In a brief filed Wednesday, the Public Service Commission’s staff counsel said Pepco’s performance has been “poor when compared with all utilities” as a result of neglecting a “well-designed” system.
The primary cause of Pepco’s reliability issues is vegetation management, according to the brief, followed by Pepco’s failure to upgrade its technology, perform system maintenance and conduct regular inspections that are required by state law. As a result, Maryland customers have experienced “potentially preventable outages” and expressed “a groundswell of anger,” the brief said.
“Pepco needs to ensure its policies and practices change, as soon as possible, and concentrate on both immediate and long-term remedial measures,” the PSC staff counsel said. Failure to improve would prompt the commission to issue a fine of an undetermined amount.
The state’s probe of the electric company’s performance was prompted by customers’ ire over prolonged outages after storms in 2010 and 2011.
Meanwhile, Pepco’s brief filed in the case says the storms damaged technology and led to outages.

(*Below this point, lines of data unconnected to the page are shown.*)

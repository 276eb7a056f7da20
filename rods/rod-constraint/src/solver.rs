//! Per-step constraint solve orchestration.
//!
//! [`ConstraintSolver`] binds the two collectors, the mobility operator and
//! the non-constraint velocity into a concrete BCQP instance, runs the
//! projected solver, and exposes the resulting constraint forces and
//! velocities. All per-step entities are created in [`ConstraintSolver::setup`]
//! and invalidated by [`ConstraintSolver::reset`]; nothing persists between
//! steps except the solver object itself.
//!
//! # Lifecycle
//!
//! ```text
//! Fresh -> Configured -> SetupDone -> Solved -> Written -> (reset) Fresh
//! ```
//!
//! Only `SetupDone -> Solved` and `Solved -> Written` are idempotent; every
//! other transition is single-shot per step and misuse is an
//! [`ConstraintError::InvalidInput`].

use std::sync::Arc;

use nalgebra::DVector;
use rod_types::{ConstraintError, DofMap};

use crate::{
    BcqpConfig, BcqpSolver, ConstraintCollector, ConstraintMatrix, ConstraintOperator,
    MobilityOperator, Termination,
};

#[cfg(feature = "serde")]
use serde::{Deserialize, Serialize};

/// Lifecycle state of the solver.
#[derive(Debug, Clone, Copy, PartialEq, Eq)]
#[cfg_attr(feature = "serde", derive(Serialize, Deserialize))]
pub enum SolverState {
    /// No parameters, no problem.
    Fresh,
    /// Tolerances set, awaiting setup.
    Configured,
    /// Problem assembled, awaiting solve.
    SetupDone,
    /// Multipliers available, outputs computed.
    Solved,
    /// Multipliers written back to the collectors.
    Written,
}

/// Summary of one constraint solve.
#[derive(Debug, Clone)]
pub struct SolveReport {
    /// Iterations performed by the BCQP solver.
    pub iterations: usize,
    /// Final scaled residual.
    pub residual: f64,
    /// Why the BCQP solver stopped.
    pub termination: Termination,
    /// Number of unilateral constraint rows.
    pub n_uni: usize,
    /// Number of bilateral constraint rows.
    pub n_bi: usize,
    /// Residual at each iterate, if tracking was enabled.
    pub residual_history: Option<Vec<f64>>,
    /// Objective value at each iterate, if tracking was enabled.
    pub energy_history: Option<Vec<f64>>,
}

impl SolveReport {
    /// Whether the BCQP solver met the tolerance.
    #[must_use]
    pub fn converged(&self) -> bool {
        self.termination == Termination::Converged
    }
}

/// Orchestrator for the per-step constrained dynamics solve.
///
/// # Example
///
/// ```
/// use std::sync::Arc;
/// use nalgebra::DVector;
/// use rod_constraint::{ConstraintCollector, ConstraintSolver, IsotropicMobility};
/// use rod_types::DofMap;
///
/// let uni = ConstraintCollector::new(1);
/// let bi = ConstraintCollector::new(1);
/// let map = DofMap::new(1, 0);
/// let mobility = Arc::new(IsotropicMobility::new(1.0, map.dofs()));
///
/// let mut solver = ConstraintSolver::new();
/// solver.set_control_params(1e-6, 100).unwrap();
/// solver
///     .setup(&uni, &bi, mobility, &DVector::zeros(map.dofs()), &map, 0.01)
///     .unwrap();
/// let report = solver.solve_constraints().unwrap();
/// assert!(report.converged());
/// ```
pub struct ConstraintSolver {
    state: SolverState,
    step_id: u64,
    bcqp: BcqpConfig,
    dt: f64,
    n_uni: usize,
    n_bi: usize,
    mobility: Option<Arc<dyn MobilityOperator>>,
    d_uni: Option<ConstraintMatrix>,
    d_bi: Option<ConstraintMatrix>,
    /// BCQP constant term `q = delta0 / dt + D^T v_nc`.
    q: DVector<f64>,
    /// Current multiplier iterate (initial estimates, then the solution).
    gamma: DVector<f64>,
    /// Bilateral compliance diagonal `1 / (dt * kappa)`.
    compliance: DVector<f64>,
    force_uni: Option<DVector<f64>>,
    force_bi: Option<DVector<f64>>,
    vel_uni: Option<DVector<f64>>,
    vel_bi: Option<DVector<f64>>,
    report: Option<SolveReport>,
}

impl Default for ConstraintSolver {
    fn default() -> Self {
        Self::new()
    }
}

The PSC acknowledged that Pepco is trying to improve its “subpar” performance, the agency also noted that the company’s latest improvements haven’t been sufficiently tested by a major storm, so it is impossible to know how successful the updates have been.
To ensure that Pepco continues to improve its service, the company “should be required to file detailed quarterly reports” to the PSC and “present a detailed service reliability enhancement plan to the commission semiannually,” the agency wrote.

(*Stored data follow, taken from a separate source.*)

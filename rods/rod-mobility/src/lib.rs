//! Block-diagonal slender-body drag mobility for rod suspensions.
//!
//! Implements the [`MobilityOperator`] contract with the closed-form
//! overdamped mobility of a slender sphero-cylinder in a Newtonian fluid:
//! anisotropic translational drag along and across the rod axis plus a
//! regularised isotropic rotational drag. No many-body hydrodynamic
//! interactions: the operator is block-diagonal, one 6x6 block per rod.

#![doc(html_root_url = "https://docs.rs/rod-mobility/0.1.0")]
#![deny(clippy::unwrap_used, clippy::expect_used, clippy::panic)]
#![warn(missing_docs)]
#![allow(clippy::missing_const_for_fn)]

mod drag;

pub use drag::{DragCoefficients, RodDragMobility};

pub use rod_constraint::MobilityOperator;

Residents’ outrage with Pepco, which has about 784,000 customers in Maryland and the District, led the company to be named the “most hated company” in America recently. Its reliability has been at the bottom quarter of U.S. electric companies for the last five years.
“Pepco is improving the reliability of its service to our customers through its Reliability Enhancement Plan and Emergency Response Improvement Project,” Pepco spokesman Clay Anderson said. He declined to answer additional questions because the company is still evaluating the PSC brief.
PSC spokeswoman Regina Davis said the regulator does not comment on ongoing cases.